Activity:
A word-for-word copy of the line containing "use camino::Utf8PathBuf;" and every following line to the end of the data below is all the answer should hold.
━━━━━ Data provided
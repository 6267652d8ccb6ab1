use anyhow::Context as _;
use camino::Utf8PathBuf;
use clap::Parser;
use oxiby_errors::Renderer;
use oxiby_language::Language;

#[derive(Parser)]
enum Options {
    /// Parse a source file and print its syntax tree.
    Parse { path: Utf8PathBuf },
}

fn main() -> anyhow::Result<()> {
    match Options::parse() {
        Options::Parse { path } => {
            let text = std::fs::read_to_string(&path)
                .with_context(|| format!("failed to read `{path}`"))?;

            let language = Language::load(&oxiby_grammar::language())
                .context("failed to load the bundled oxiby grammar")?;
            let tree = oxiby_parse::parse(&language, &text, None)
                .context("language definition is incompatible with this engine")?;

            println!("{tree}");

            let renderer = Renderer::styled();
            for diagnostic in tree.diagnostics() {
                eprintln!("{}", diagnostic.render(&renderer, path.as_str(), &text));
            }

            Ok(())
        }
    }
}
━━━━━━━━━━
Response to this exercise:
use camino::Utf8PathBuf;
use clap::Parser;
use oxiby_errors::Renderer;
use oxiby_language::Language;

#[derive(Parser)]
enum Options {
    /// Parse a source file and print its syntax tree.
    Parse { path: Utf8PathBuf },
}

fn main() -> anyhow::Result<()> {
    match Options::parse() {
        Options::Parse { path } => {
            let text = std::fs::read_to_string(&path)
                .with_context(|| format!("failed to read `{path}`"))?;

            let language = Language::load(&oxiby_grammar::language())
                .context("failed to load the bundled oxiby grammar")?;
            let tree = oxiby_parse::parse(&language, &text, None)
                .context("language definition is incompatible with this engine")?;

            println!("{tree}");

            let renderer = Renderer::styled();
            for diagnostic in tree.diagnostics() {
                eprintln!("{}", diagnostic.render(&renderer, path.as_str(), &text));
            }

            Ok(())
        }
    }
}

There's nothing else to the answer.